== About this exercise ==
In the entries below, every line with the string "target" is to be reported.

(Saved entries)
§ §

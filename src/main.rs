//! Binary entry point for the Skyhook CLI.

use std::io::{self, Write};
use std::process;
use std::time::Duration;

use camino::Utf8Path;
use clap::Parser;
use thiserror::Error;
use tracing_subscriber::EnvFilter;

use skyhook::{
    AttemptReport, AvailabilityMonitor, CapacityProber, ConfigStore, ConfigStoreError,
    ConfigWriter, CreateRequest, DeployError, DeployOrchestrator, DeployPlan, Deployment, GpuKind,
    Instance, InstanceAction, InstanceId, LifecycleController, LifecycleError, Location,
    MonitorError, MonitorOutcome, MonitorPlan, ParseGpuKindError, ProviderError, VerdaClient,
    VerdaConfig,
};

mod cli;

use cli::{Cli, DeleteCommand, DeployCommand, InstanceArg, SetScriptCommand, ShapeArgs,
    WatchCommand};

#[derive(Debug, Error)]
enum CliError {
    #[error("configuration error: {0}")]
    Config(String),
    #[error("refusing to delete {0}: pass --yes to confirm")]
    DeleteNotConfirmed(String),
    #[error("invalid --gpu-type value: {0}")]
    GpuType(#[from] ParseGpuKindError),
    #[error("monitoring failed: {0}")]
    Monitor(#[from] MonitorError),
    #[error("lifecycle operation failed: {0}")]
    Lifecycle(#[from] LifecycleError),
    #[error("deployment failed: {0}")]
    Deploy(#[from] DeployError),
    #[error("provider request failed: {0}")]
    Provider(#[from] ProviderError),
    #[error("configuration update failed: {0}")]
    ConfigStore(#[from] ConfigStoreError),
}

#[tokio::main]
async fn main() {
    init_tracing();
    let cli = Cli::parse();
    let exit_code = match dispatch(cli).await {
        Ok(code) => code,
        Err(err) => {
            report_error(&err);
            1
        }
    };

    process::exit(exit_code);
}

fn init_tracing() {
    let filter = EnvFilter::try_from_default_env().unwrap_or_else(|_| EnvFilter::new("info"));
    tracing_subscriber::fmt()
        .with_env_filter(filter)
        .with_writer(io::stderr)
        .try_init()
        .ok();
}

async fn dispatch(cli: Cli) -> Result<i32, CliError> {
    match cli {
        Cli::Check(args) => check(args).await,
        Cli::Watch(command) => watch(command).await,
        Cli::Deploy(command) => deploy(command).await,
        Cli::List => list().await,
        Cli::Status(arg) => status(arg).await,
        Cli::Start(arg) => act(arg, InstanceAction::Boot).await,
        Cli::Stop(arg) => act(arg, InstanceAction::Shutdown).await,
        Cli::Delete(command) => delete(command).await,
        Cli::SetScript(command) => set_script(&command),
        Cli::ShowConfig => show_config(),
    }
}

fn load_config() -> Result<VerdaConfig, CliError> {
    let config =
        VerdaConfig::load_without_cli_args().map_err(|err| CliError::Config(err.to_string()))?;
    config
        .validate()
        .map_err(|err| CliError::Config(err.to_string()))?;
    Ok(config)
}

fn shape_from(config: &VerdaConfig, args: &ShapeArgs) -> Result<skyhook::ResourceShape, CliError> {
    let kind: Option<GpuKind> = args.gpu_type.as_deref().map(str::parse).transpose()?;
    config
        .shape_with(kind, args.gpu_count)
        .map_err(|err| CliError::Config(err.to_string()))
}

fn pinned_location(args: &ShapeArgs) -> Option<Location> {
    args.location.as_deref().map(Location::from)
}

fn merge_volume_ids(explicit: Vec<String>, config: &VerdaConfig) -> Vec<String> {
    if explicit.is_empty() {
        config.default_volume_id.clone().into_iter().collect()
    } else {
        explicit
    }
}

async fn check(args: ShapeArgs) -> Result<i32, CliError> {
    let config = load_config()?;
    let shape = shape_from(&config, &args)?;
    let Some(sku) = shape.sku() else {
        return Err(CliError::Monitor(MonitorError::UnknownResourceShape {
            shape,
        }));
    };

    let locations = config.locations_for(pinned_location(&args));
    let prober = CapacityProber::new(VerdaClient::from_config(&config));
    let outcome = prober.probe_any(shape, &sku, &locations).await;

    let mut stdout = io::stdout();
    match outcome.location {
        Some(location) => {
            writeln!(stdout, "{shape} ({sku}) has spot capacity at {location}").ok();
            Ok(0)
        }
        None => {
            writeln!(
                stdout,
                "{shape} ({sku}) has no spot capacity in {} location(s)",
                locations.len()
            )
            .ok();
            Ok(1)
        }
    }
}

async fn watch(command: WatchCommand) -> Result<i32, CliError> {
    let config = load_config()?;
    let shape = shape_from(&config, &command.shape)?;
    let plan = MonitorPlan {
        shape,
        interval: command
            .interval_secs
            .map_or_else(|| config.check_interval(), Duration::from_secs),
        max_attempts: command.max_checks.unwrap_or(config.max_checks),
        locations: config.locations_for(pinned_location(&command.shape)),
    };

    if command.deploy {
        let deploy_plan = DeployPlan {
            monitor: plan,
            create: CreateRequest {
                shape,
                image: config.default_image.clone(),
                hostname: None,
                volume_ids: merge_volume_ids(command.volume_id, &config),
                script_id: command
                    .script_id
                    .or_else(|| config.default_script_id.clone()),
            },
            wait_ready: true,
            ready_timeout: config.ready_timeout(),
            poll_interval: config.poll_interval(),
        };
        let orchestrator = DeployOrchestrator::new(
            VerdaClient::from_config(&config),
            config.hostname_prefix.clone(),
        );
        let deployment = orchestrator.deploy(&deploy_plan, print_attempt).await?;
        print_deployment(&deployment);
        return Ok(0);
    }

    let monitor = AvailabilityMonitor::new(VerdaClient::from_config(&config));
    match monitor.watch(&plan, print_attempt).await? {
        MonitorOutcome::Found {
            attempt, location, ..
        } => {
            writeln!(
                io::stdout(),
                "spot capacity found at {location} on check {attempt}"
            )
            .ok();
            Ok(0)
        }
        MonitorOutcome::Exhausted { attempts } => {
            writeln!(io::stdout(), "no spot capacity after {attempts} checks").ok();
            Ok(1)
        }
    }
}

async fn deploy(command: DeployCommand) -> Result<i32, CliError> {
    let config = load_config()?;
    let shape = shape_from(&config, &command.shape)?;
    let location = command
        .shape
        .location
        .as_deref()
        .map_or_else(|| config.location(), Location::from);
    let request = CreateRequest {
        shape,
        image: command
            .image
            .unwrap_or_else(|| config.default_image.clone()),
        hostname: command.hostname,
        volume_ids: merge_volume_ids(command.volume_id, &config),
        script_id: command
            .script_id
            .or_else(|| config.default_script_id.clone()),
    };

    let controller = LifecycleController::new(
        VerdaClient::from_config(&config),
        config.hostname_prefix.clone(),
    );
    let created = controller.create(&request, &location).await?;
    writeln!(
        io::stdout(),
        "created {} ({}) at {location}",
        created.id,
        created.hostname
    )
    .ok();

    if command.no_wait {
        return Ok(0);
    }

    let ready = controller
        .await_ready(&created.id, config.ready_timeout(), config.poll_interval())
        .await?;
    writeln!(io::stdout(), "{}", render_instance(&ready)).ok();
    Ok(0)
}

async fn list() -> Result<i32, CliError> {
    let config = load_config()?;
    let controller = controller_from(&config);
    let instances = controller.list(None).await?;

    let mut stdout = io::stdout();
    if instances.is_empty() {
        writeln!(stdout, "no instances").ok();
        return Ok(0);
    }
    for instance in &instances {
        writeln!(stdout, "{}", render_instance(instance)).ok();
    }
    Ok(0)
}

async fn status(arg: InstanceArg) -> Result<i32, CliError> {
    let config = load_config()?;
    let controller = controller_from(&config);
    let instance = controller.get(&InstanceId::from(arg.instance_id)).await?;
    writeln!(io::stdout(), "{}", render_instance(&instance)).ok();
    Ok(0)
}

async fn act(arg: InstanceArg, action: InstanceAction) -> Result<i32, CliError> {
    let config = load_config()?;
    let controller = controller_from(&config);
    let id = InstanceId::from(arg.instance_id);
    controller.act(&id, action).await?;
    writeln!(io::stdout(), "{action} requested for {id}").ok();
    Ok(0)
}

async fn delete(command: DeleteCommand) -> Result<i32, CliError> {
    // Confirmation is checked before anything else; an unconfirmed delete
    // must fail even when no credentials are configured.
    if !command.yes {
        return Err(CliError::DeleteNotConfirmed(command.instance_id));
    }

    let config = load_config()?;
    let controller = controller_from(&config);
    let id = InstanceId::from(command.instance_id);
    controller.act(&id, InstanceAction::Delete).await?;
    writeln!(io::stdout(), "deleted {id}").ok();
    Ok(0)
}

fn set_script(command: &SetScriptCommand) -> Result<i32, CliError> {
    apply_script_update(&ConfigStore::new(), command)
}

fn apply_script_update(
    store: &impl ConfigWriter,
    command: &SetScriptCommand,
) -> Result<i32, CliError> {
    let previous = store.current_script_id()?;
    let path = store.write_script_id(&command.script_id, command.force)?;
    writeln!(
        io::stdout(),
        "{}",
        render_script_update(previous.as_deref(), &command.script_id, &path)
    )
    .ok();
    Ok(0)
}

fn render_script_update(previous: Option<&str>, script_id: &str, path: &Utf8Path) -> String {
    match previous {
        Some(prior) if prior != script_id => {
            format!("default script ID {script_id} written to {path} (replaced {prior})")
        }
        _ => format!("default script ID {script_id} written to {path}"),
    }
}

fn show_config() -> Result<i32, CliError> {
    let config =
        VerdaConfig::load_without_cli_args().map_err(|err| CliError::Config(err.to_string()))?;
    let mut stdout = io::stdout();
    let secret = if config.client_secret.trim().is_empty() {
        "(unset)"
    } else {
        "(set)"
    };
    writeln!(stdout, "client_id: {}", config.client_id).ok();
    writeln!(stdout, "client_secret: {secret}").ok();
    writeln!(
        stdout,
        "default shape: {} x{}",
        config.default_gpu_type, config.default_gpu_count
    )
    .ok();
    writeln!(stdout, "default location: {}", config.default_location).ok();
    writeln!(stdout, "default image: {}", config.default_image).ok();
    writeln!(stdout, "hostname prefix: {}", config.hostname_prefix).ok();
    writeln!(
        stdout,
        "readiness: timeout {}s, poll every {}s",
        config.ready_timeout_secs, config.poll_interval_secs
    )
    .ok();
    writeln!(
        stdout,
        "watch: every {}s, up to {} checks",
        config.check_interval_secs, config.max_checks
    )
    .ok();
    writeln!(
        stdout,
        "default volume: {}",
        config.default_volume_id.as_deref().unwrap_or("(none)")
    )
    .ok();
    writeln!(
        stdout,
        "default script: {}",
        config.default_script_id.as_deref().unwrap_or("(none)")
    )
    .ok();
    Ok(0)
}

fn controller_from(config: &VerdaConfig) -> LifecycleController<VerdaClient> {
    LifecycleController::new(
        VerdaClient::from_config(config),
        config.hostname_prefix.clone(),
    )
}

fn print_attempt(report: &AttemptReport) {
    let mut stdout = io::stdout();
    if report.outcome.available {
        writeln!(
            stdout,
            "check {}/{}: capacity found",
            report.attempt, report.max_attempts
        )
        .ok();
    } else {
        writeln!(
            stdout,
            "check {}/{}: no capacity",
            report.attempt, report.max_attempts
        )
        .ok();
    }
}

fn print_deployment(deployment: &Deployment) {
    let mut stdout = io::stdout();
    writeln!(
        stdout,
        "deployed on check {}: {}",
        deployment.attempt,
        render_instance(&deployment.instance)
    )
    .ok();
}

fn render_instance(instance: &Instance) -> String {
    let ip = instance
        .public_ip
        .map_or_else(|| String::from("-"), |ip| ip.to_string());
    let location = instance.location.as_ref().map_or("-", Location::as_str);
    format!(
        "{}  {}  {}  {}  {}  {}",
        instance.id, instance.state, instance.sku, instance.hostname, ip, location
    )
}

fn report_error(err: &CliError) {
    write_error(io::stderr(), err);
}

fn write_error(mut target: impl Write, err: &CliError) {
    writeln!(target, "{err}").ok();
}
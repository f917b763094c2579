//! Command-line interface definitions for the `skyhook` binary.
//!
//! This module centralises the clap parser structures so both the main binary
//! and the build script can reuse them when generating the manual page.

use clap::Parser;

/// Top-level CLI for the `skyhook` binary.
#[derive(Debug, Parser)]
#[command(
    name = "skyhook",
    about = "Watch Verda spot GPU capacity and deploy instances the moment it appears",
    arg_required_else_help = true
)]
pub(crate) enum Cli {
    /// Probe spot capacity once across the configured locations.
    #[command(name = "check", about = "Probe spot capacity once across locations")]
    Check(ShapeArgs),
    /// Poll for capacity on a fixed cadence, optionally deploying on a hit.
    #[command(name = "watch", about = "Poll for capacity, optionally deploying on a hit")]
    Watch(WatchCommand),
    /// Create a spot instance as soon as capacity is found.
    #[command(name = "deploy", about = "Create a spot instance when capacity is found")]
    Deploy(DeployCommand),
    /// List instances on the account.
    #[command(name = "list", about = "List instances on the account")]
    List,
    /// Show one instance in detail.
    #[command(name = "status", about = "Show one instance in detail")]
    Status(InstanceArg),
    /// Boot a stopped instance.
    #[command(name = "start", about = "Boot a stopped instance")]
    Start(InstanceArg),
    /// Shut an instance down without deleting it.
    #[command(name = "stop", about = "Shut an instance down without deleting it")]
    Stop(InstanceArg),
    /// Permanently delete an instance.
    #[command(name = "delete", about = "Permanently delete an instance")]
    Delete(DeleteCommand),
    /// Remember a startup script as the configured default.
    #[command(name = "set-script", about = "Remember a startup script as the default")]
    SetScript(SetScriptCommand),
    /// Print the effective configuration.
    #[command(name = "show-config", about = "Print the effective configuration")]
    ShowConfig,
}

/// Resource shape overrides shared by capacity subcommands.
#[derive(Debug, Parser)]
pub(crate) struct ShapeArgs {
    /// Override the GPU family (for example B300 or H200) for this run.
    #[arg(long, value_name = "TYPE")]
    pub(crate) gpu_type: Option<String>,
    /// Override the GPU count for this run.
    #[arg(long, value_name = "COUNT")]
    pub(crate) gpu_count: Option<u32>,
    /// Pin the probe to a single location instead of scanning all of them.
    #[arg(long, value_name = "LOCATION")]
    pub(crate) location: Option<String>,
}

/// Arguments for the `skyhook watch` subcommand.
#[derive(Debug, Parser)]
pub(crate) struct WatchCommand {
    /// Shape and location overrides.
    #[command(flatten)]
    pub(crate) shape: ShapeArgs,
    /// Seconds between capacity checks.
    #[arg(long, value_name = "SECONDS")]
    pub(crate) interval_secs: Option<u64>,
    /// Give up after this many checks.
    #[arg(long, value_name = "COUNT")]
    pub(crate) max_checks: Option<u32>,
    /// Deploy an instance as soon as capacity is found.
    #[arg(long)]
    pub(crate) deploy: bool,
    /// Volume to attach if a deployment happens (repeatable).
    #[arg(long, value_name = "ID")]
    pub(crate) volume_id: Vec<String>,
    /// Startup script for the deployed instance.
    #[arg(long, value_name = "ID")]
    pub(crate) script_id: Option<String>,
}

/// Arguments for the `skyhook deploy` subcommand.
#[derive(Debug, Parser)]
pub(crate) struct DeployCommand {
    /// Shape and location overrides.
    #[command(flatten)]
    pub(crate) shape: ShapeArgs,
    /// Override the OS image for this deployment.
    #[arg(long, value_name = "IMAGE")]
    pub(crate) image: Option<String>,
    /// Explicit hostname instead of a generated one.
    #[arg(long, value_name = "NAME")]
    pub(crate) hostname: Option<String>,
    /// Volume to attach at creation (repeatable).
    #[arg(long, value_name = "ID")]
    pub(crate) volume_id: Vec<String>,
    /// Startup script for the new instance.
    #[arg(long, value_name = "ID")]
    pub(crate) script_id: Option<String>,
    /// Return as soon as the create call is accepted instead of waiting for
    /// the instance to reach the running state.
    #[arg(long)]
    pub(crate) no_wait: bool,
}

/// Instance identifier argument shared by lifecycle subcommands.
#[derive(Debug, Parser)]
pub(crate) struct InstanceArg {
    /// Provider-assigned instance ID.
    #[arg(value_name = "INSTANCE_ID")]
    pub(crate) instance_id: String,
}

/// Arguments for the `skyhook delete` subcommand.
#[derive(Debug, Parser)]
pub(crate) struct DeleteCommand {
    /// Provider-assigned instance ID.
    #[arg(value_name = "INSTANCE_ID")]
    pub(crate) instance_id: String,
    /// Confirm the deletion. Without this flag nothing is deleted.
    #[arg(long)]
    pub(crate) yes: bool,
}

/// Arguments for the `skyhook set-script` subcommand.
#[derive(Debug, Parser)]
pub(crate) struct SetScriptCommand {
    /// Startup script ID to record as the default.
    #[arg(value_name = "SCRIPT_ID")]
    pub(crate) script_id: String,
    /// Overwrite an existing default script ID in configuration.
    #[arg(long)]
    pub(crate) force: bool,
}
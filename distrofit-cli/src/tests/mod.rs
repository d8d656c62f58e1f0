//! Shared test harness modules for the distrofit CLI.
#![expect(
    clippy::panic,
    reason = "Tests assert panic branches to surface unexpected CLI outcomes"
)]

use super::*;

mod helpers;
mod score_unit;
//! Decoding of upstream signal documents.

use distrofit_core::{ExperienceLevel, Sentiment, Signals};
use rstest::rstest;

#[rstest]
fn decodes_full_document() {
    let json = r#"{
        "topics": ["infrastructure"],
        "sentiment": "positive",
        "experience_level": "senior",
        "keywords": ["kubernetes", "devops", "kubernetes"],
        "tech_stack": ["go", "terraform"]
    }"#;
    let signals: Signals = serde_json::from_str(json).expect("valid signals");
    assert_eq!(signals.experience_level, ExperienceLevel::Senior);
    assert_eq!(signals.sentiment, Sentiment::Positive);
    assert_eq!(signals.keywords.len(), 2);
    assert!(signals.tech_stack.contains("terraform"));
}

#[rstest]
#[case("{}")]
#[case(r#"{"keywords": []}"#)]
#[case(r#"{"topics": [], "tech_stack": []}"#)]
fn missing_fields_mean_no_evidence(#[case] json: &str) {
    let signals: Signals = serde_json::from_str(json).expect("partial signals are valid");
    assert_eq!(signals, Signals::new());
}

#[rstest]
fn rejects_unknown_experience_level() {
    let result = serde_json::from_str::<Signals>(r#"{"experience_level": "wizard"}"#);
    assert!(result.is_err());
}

§ §

== Answer to the problem ==
fn write_error(mut target: impl Write, err: &CliError) {
    writeln!(target, "{err}").ok();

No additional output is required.